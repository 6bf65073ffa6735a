//! A shared, stateless commit-walk helper.
//!
//! Both `reposcope-ownership` (commit-weight accumulation) and
//! `reposcope-gitlog` (reverts, churn, stale branches) walk
//! committer-time-ordered first-parent history bounded by the same
//! `GitSince`/`GitDepth` knobs; sharing this helper keeps both collectors'
//! shallow-clone degradation behavior identical. Collectors otherwise share
//! no state with each other except a documented shared-metrics map;
//! sharing a stateless walk function is not state-sharing.

use camino::Utf8Path;
use git2::{Repository, Sort};

use crate::context::RunContext;
use crate::opts::CollectorOpts;

/// One commit visited by [`walk_commits`].
pub struct WalkedCommit<'repo> {
    pub commit: git2::Commit<'repo>,
}

/// Errors from opening or walking a repository.
#[derive(Debug, thiserror::Error)]
pub enum GitError {
    #[error("not a git repository")]
    NotARepo,
    #[error("git error: {0}")]
    Git(#[from] git2::Error),
    #[error("walk cancelled")]
    Cancelled,
}

/// Opens the repository at `repo_path` (or `opts.git_root` if set),
/// returning `Ok(None)` when the path isn't a git repository at all — per
/// the collector contract, that's an absent-input condition, not an error.
pub fn open_repo(repo_path: &Utf8Path, opts: &CollectorOpts) -> Result<Option<Repository>, GitError> {
    let root = opts.git_root.as_deref().unwrap_or(repo_path);
    match Repository::discover(root.as_std_path()) {
        Ok(repo) => Ok(Some(repo)),
        Err(e) if e.code() == git2::ErrorCode::NotFound => Ok(None),
        Err(e) => Err(e.into()),
    }
}

/// Walks first-parent history from `HEAD` in committer-time order (newest
/// first), bounded by `opts.git_depth` (default 1000) and `opts.git_since`,
/// invoking `visit` for each commit.
///
/// Checks `ctx.cancelled()` before visiting every commit. Shallow-clone
/// parent-object-not-found errors during the walk degrade gracefully: the
/// walk simply stops, returning the commits visited so far.
pub fn walk_commits(
    repo: &Repository,
    ctx: &RunContext,
    opts: &CollectorOpts,
    mut visit: impl FnMut(WalkedCommit),
) -> Result<usize, GitError> {
    const DEFAULT_DEPTH: usize = 1000;
    let depth = opts.git_depth.unwrap_or(DEFAULT_DEPTH).min(DEFAULT_DEPTH);
    let since_cutoff = opts.git_since.map(|d| chrono::Utc::now() - chrono::Duration::from_std(d).unwrap_or_default());

    let mut revwalk = repo.revwalk()?;
    revwalk.set_sorting(Sort::TIME)?;
    if revwalk.push_head().is_err() {
        // No HEAD (empty repo): nothing to walk.
        return Ok(0);
    }

    let mut visited = 0usize;
    for oid in revwalk {
        if visited >= depth {
            break;
        }
        if ctx.cancelled() {
            return Err(GitError::Cancelled);
        }
        let oid = match oid {
            Ok(oid) => oid,
            // Shallow-clone parent lookups can fail mid-walk; stop here
            // rather than erroring the whole collector.
            Err(_) => break,
        };
        let commit = match repo.find_commit(oid) {
            Ok(c) => c,
            Err(_) => break,
        };

        if let Some(cutoff) = since_cutoff {
            let commit_time = commit_timestamp(&commit);
            if commit_time < cutoff {
                break;
            }
        }

        visited += 1;
        visit(WalkedCommit { commit });
    }

    Ok(visited)
}

/// The commit's committer timestamp, as a UTC `DateTime`.
pub fn commit_timestamp(commit: &git2::Commit) -> chrono::DateTime<chrono::Utc> {
    let time = commit.committer().when();
    chrono::DateTime::from_timestamp(time.seconds(), 0).unwrap_or_else(chrono::Utc::now)
}

/// Files touched by `commit` relative to its first parent (or, for a root
/// commit, every file in its tree).
pub fn changed_files(repo: &Repository, commit: &git2::Commit) -> Result<Vec<String>, GitError> {
    let tree = commit.tree()?;
    let parent_tree = commit.parents().next().map(|p| p.tree()).transpose()?;

    let diff = repo.diff_tree_to_tree(parent_tree.as_ref(), Some(&tree), None)?;
    let mut files = Vec::new();
    diff.foreach(
        &mut |delta, _| {
            if let Some(path) = delta.new_file().path().and_then(|p| p.to_str()) {
                files.push(path.to_string());
            }
            true
        },
        None,
        None,
        None,
    )?;
    Ok(files)
}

What is needed: Scan the records for the word "crate". Copy each line where it turns up.

Answer area:
use crate::context::RunContext;
use crate::opts::CollectorOpts;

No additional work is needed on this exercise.